ФРЕСКИ КАПЕЛЛЫ ДЕЛЬ АРЕНА
Джотто ди Бондоне

   Год рождения Джотто точно неизвестен, однако до наших дней сохранилась легенда о его детстве. Еще мальчиком он пас стада своего отца недалеко от Флоренции, где его и увидел художник Чимабуэ, которого называют «отцом итальянского искусства». Десятилетний пастушок старательно и с усердием высекал на плоском камне с помощью другого заостренного камешка овечку, одну из тех, что паслись поблизости. Пораженный точностью рисунка, Чимабуэ выпросил ребенка у отца и взял его с собой во Флоренцию.
   Некоторые, правда, считают этот рассказ всего лишь красивой легендой, а анонимный комментатор произведений Данте рассказывает о детстве Джотто по-другому. Будто отец отдал молодого Джотто в учение к торговцу шерстью. По дороге в торговую лавку мальчик каждый раз останавливался перед мастерской Чимабуэ и целыми днями рассматривал выставленные там картины. Однажды отец поинтересовался у хозяина успехами сына и услышал, что тот уже несколько дней не появляется в лавке. Навели справки и выяснили, что все это время он проводил в мастерской живописца. По просьбе Чимабуэ мальчика взяли из торговой лавки, и он поступил учеником в мастерскую художника.
   Под руководством Чимабуэ талантливый ребенок развивался с такой поразительной быстротой, что вскоре превзошел учителя. Гораздо смелее он откинул старые формы, когда христианские художники почти до XIII века изображали только Богоматерь, святых, ангелов и религиозные сцены. Никаких других картин не существовало, даже подражать природе считалось грехом. Джотто ввел в свои фрески не известную дотоле грацию, стал изображать фигуры, которые имели живой вид и характер, причем каждая из них имела и собственное выражение лица. Он первый отказался от неподвижных типов, вместо принятого всеми золотого фона стал изображать природный пейзаж. Живопись обязана Джотто и еще одним нововведением: он снова стал рисовать портреты, чего не делалось уже сотни лет. Некоторые искусствоведы полагают, что с него и следовало бы начинать отсчет истинного Возрождения в Италии.

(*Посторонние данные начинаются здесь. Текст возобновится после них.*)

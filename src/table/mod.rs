//! Table Module
//!
//! Immutable on-disk snapshot of an ordered store, with a sparse index.
//!
//! ## File Format (little-endian)
//! ```text
//! ┌─────────────────────────────────────────────────────────┐
//! │ Data Section (ascending keys)                           │
//! │   [KeyLen: u32][Key][ValLen: u32][Value]                │
//! │   ... repeated for each record ...                      │
//! ├─────────────────────────────────────────────────────────┤
//! │ Index Section (one entry per ~BLOCK_SIZE of data)       │
//! │   [KeyLen: u32][Key][Offset: u32]                       │
//! │   ... repeated for each entry ...                       │
//! ├─────────────────────────────────────────────────────────┤
//! │ Footer (4 bytes)                                        │
//! │   IndexStart: u32                                       │
//! └─────────────────────────────────────────────────────────┘
//! ```
//!
//! The first record always starts a block, and so does the last one, so a
//! non-empty table has at least one index entry and its final record is
//! always addressable.

mod iterator;
mod reader;
mod writer;

use std::ops::Range;

use bytes::{Buf, BufMut, BytesMut};

use crate::error::{Result, SparseError};

pub use iterator::TableIterator;
pub use reader::Table;
pub use writer::{flush, flush_to_path, TableSummary, TableWriter};

/// Size of each length / offset field
pub(crate) const LEN_SIZE: usize = 4;

/// One sparse index entry: the block at `offset` begins with `key`
#[derive(Debug, Clone, PartialEq, Eq)]
pub struct SparseIndexEntry {
    pub key: Vec<u8>,
    pub offset: u32,
}

// =============================================================================
// Shared Encoding (used by writer, reader, iterator)
// =============================================================================

/// Convert a length or offset to its u32 field
pub(crate) fn to_u32(n: u64, what: &str) -> Result<u32> {
    u32::try_from(n).map_err(|_| SparseError::TooLarge(format!("{} of {} bytes", what, n)))
}

/// Append `len | key | len | value`
pub(crate) fn encode_record(buf: &mut BytesMut, key: &[u8], value: &[u8]) -> Result<()> {
    let key_len = to_u32(key.len() as u64, "key")?;
    let value_len = to_u32(value.len() as u64, "value")?;
    buf.reserve(2 * LEN_SIZE + key.len() + value.len());
    buf.put_u32_le(key_len);
    buf.put_slice(key);
    buf.put_u32_le(value_len);
    buf.put_slice(value);
    Ok(())
}

/// Append `len | key | offset`
pub(crate) fn encode_index_entry(buf: &mut BytesMut, entry: &SparseIndexEntry) -> Result<()> {
    let key_len = to_u32(entry.key.len() as u64, "index key")?;
    buf.reserve(2 * LEN_SIZE + entry.key.len());
    buf.put_u32_le(key_len);
    buf.put_slice(&entry.key);
    buf.put_u32_le(entry.offset);
    Ok(())
}

/// Position of one decoded record inside a buffer
#[derive(Debug, Clone)]
pub(crate) struct RecordLayout {
    pub key: Range<usize>,
    pub value: Range<usize>,
    /// Total encoded size
    pub len: usize,
}

/// Decode the record at the start of `data`; `offset` is its file position
///
/// The record must lie entirely inside `data`: the buffer always ends on a
/// block boundary, so running out of bytes means the table is damaged.
pub(crate) fn decode_record(data: &[u8], offset: u64) -> Result<RecordLayout> {
    let mut buf = data;

    let key_len = read_len(&mut buf, offset, "key length")?;
    let key_start = data.len() - buf.remaining();
    if buf.remaining() < key_len {
        return Err(corrupt_record(offset, &format!("key of {} bytes overruns block", key_len)));
    }
    buf.advance(key_len);

    let value_len = read_len(&mut buf, offset, "value length")?;
    let value_start = data.len() - buf.remaining();
    if buf.remaining() < value_len {
        return Err(corrupt_record(
            offset,
            &format!(
                "value of {} bytes for key {:?} overruns block",
                value_len,
                String::from_utf8_lossy(&data[key_start..key_start + key_len])
            ),
        ));
    }

    Ok(RecordLayout {
        key: key_start..key_start + key_len,
        value: value_start..value_start + value_len,
        len: value_start + value_len,
    })
}

fn read_len(buf: &mut &[u8], offset: u64, what: &str) -> Result<usize> {
    if buf.remaining() < LEN_SIZE {
        return Err(corrupt_record(offset, &format!("truncated {}", what)));
    }
    Ok(buf.get_u32_le() as usize)
}

fn corrupt_record(offset: u64, detail: &str) -> SparseError {
    SparseError::CorruptedTable(format!("record at offset {}: {}", offset, detail))
}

   Хорошо сохранившиеся фрески Джотто сейчас можно увидеть в Падуе. В XIV веке этот итальянский город окружали беспокойные, враждовавшие между собой соседи. Сама же Падуя наслаждалась тогда относительным покоем и была в известной степени самостоятельной. Она прославилась своим университетом на всю Европу и дала христианскому миру целый ряд святых мужей. Святому Антонию Падуанскому был поставлен величественный храм по проекту Николо Пизано. Храм замышлялся таким, чтобы своими размерами и красотой он мог соперничать с собором святого Марка в Венеции.

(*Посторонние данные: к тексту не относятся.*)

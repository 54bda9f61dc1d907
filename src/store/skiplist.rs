//! Skip list store
//!
//! Nodes live in an arena (`Vec<Node>`) and link to each other by index.
//! Slot 0 is the header sentinel: it owns one forward link per possible
//! level and never holds a record.
//!
//! ```text
//! Level 2:  HEAD ───────────────► c ─────────────────► NIL
//! Level 1:  HEAD ───────► b ────► c ───────► e ──────► NIL
//! Level 0:  HEAD ──► a ─► b ─► c ─► d ─► e ─► f ─────► NIL
//! ```
//!
//! ## Invariants
//! - At every level the linked keys are strictly ascending
//! - A node linked at level i is linked at every level below i
//! - `height` is the number of levels with at least one node (min 1)

use rand::rngs::SmallRng;
use rand::{Rng, SeedableRng};

use crate::config::{LEVEL_PROBABILITY, MAX_LEVEL};

use super::{before_end, OrderedStore, RangeIterator};

/// Arena slot of the header sentinel
const HEAD: usize = 0;

// =============================================================================
// Level Generation
// =============================================================================

/// Source of node heights
///
/// Returns the number of levels a new node occupies. Values outside
/// `1..=MAX_LEVEL` are clamped by the store.
pub trait LevelGenerator {
    fn random_level(&mut self) -> usize;
}

/// Geometric level distribution: promoted with `LEVEL_PROBABILITY` per level
#[derive(Debug, Clone)]
pub struct RandomLevels<R> {
    rng: R,
}

impl<R: Rng> RandomLevels<R> {
    pub fn new(rng: R) -> Self {
        Self { rng }
    }
}

impl<R: Rng> LevelGenerator for RandomLevels<R> {
    fn random_level(&mut self) -> usize {
        let mut level = 1;
        while level < MAX_LEVEL && self.rng.gen_bool(LEVEL_PROBABILITY) {
            level += 1;
        }
        level
    }
}

/// Any closure can script node heights (used to force layouts in tests)
impl<F: FnMut() -> usize> LevelGenerator for F {
    fn random_level(&mut self) -> usize {
        self()
    }
}

// =============================================================================
// Skip List
// =============================================================================

#[derive(Debug, Default)]
struct Node {
    key: Vec<u8>,
    value: Vec<u8>,
    /// `forward[i]` is the next node at level i; len = node height
    forward: Vec<Option<usize>>,
}

/// Skip list store with an injectable level generator
pub struct SkipListStore<G = RandomLevels<SmallRng>> {
    /// Slot 0 is the header
    nodes: Vec<Node>,
    /// Slots of deleted nodes, reused by later inserts
    free: Vec<usize>,
    /// Levels currently in use
    height: usize,
    len: usize,
    levels: G,
}

impl SkipListStore {
    /// Create a skip list seeded from OS entropy
    pub fn new() -> Self {
        Self::with_levels(RandomLevels::new(SmallRng::from_entropy()))
    }

    /// Create a skip list with a reproducible level sequence
    pub fn with_seed(seed: u64) -> Self {
        Self::with_levels(RandomLevels::new(SmallRng::seed_from_u64(seed)))
    }
}

impl Default for SkipListStore {
    fn default() -> Self {
        Self::new()
    }
}

impl<G: LevelGenerator> SkipListStore<G> {
    /// Create a skip list drawing node heights from `levels`
    pub fn with_levels(levels: G) -> Self {
        let header = Node {
            key: Vec::new(),
            value: Vec::new(),
            forward: vec![None; MAX_LEVEL],
        };
        Self {
            nodes: vec![header],
            free: Vec::new(),
            height: 1,
            len: 0,
            levels,
        }
    }

    /// Number of levels currently in use
    pub fn height(&self) -> usize {
        self.height
    }

    /// Keys linked at `level`, in link order
    pub fn level_keys(&self, level: usize) -> Vec<&[u8]> {
        let mut keys = Vec::new();
        if level >= MAX_LEVEL {
            return keys;
        }
        let mut cur = self.nodes[HEAD].forward[level];
        while let Some(id) = cur {
            let node = &self.nodes[id];
            keys.push(node.key.as_slice());
            cur = node.forward.get(level).copied().flatten();
        }
        keys
    }

    /// Last node at each level whose key is strictly less than `key`
    fn find_predecessors(&self, key: &[u8]) -> [usize; MAX_LEVEL] {
        let mut update = [HEAD; MAX_LEVEL];
        let mut x = HEAD;
        for level in (0..self.height).rev() {
            while let Some(next) = self.nodes[x].forward[level] {
                if self.nodes[next].key.as_slice() < key {
                    x = next;
                } else {
                    break;
                }
            }
            update[level] = x;
        }
        update
    }

    /// First node with key >= `key`
    fn lower_bound(&self, key: &[u8]) -> Option<usize> {
        let mut x = HEAD;
        for level in (0..self.height).rev() {
            while let Some(next) = self.nodes[x].forward[level] {
                if self.nodes[next].key.as_slice() < key {
                    x = next;
                } else {
                    break;
                }
            }
        }
        self.nodes[x].forward[0]
    }

    fn alloc(&mut self, node: Node) -> usize {
        match self.free.pop() {
            Some(id) => {
                self.nodes[id] = node;
                id
            }
            None => {
                self.nodes.push(node);
                self.nodes.len() - 1
            }
        }
    }
}

impl<G: LevelGenerator> OrderedStore for SkipListStore<G> {
    fn put(&mut self, key: &[u8], value: &[u8]) {
        let update = self.find_predecessors(key);

        if let Some(next) = self.nodes[update[0]].forward[0] {
            if self.nodes[next].key.as_slice() == key {
                self.nodes[next].value = value.to_vec();
                return;
            }
        }

        let level = self.levels.random_level().clamp(1, MAX_LEVEL);
        // Levels above the old height have the header as predecessor,
        // which `update` already holds
        if level > self.height {
            self.height = level;
        }

        let forward = (0..level)
            .map(|l| self.nodes[update[l]].forward[l])
            .collect();
        let id = self.alloc(Node {
            key: key.to_vec(),
            value: value.to_vec(),
            forward,
        });
        for (l, &pred) in update.iter().enumerate().take(level) {
            self.nodes[pred].forward[l] = Some(id);
        }
        self.len += 1;
    }

    fn get(&self, key: &[u8]) -> Option<&[u8]> {
        self.lower_bound(key)
            .map(|id| &self.nodes[id])
            .filter(|node| node.key.as_slice() == key)
            .map(|node| node.value.as_slice())
    }

    fn delete(&mut self, key: &[u8]) {
        let update = self.find_predecessors(key);

        let target = match self.nodes[update[0]].forward[0] {
            Some(id) if self.nodes[id].key.as_slice() == key => id,
            _ => return,
        };

        let removed = std::mem::take(&mut self.nodes[target]);
        for (l, next) in removed.forward.into_iter().enumerate() {
            let pred = update[l];
            debug_assert_eq!(self.nodes[pred].forward[l], Some(target));
            self.nodes[pred].forward[l] = next;
        }

        while self.height > 1 && self.nodes[HEAD].forward[self.height - 1].is_none() {
            self.height -= 1;
        }

        self.free.push(target);
        self.len -= 1;
    }

    fn range_scan<'a>(&'a self, start: &[u8], end: &[u8]) -> Box<dyn RangeIterator + 'a> {
        Box::new(SkipListIterator {
            nodes: &self.nodes,
            current: self.lower_bound(start),
            end: end.to_vec(),
        })
    }

    fn len(&self) -> usize {
        self.len
    }
}

/// Walks level 0 links
struct SkipListIterator<'a> {
    nodes: &'a [Node],
    current: Option<usize>,
    end: Vec<u8>,
}

impl<'a> SkipListIterator<'a> {
    fn node(&self) -> &'a Node {
        match self.current {
            Some(id) if before_end(&self.nodes[id].key, &self.end) => &self.nodes[id],
            _ => panic!("read from an exhausted iterator"),
        }
    }
}

impl RangeIterator for SkipListIterator<'_> {
    fn is_valid(&self) -> bool {
        self.current
            .map_or(false, |id| before_end(&self.nodes[id].key, &self.end))
    }

    fn key(&self) -> &[u8] {
        &self.node().key
    }

    fn value(&self) -> &[u8] {
        &self.node().value
    }

    fn next(&mut self) -> bool {
        if let Some(id) = self.current {
            self.current = self.nodes[id].forward[0];
        }
        self.is_valid()
    }
}
//! # SparseKV
//!
//! A storage-engine testbed:
//! - One ordered key-value contract, three in-memory implementations
//!   (sorted array, sorted linked list, skip list)
//! - A persistent table format with a sparse index, written from any store
//!   and queried without loading the data section
//!
//! ## Architecture Overview
//!
//! ```text
//! ┌──────────────┐  ┌─────────────────┐  ┌───────────────┐
//! │  ArrayStore  │  │ LinkedListStore │  │ SkipListStore │
//! └──────┬───────┘  └────────┬────────┘  └───────┬───────┘
//!        └────────── OrderedStore ───────────────┘
//!                          │ range_scan("", "")
//!                          ▼
//!                   ┌─────────────┐
//!                   │ TableWriter │  (flush)
//!                   └──────┬──────┘
//!                          │ data | sparse index | footer
//!                          ▼
//!                   ┌─────────────┐
//!                   │    Table    │  (open / get / range_scan)
//!                   └─────────────┘
//! ```

// =============================================================================
// Module Declarations
// =============================================================================

pub mod error;
pub mod config;

pub mod store;
pub mod table;
pub mod bench;

// =============================================================================
// Public API Re-exports
// =============================================================================

pub use error::{Result, SparseError};
pub use config::BenchConfig;
pub use store::{ArrayStore, LinkedListStore, OrderedStore, RangeIterator, SkipListStore, StoreKind};
pub use table::{flush, Table, TableWriter};

// =============================================================================
// Version Info
// =============================================================================

/// Current version of SparseKV
pub const VERSION: &str = env!("CARGO_PKG_VERSION");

   В Падуе находились развалины древнего римского амфитеатра. Развалины эти и место вокруг них купил Энрико Скровенья, представитель одной из самых богатых семей города. На этом месте Энрико построил замок, а при нем часовню (на месте старой) во имя «Благовещения», чтобы изгладить дурную славу об отце, занимавшемся ростовщичеством. Эта часовня, известная под названием Capella Arena, была сооружена в 1303 году.
   Внешний облик капеллы очень прост. Это небольшая однонефная базилика с коробовым сводом. Как лучший мастер того времени, Джотто был приглашен расписать ее фресками. Некоторые исторические хроники приписывают Джотто и постройку самой капеллы. И хотя сейчас это доказать (или опровергнуть) уже трудно, но многое говорит в пользу этого предположения, в частности, полное совпадение внутренних пространств и живописных изображений. Зато доподлинно известно, что в то время в Падуе был великий Данте, о чем говорит официальный акт, хранящийся в городском архиве. Конечно, великий поэт встречался с живописцем, и сцена их встречи была воспроизведена на одной из фресок: Джотто с кистью в руках заканчивает очередную из фигур «добродетелей». Жена его, окруженная детьми, расположилась по-домашнему и прядет пряжу. Данте, погруженный в созерцание уже готовых фресок, блещущих великолепием своего цвета, высказывает художнику свое восхищение.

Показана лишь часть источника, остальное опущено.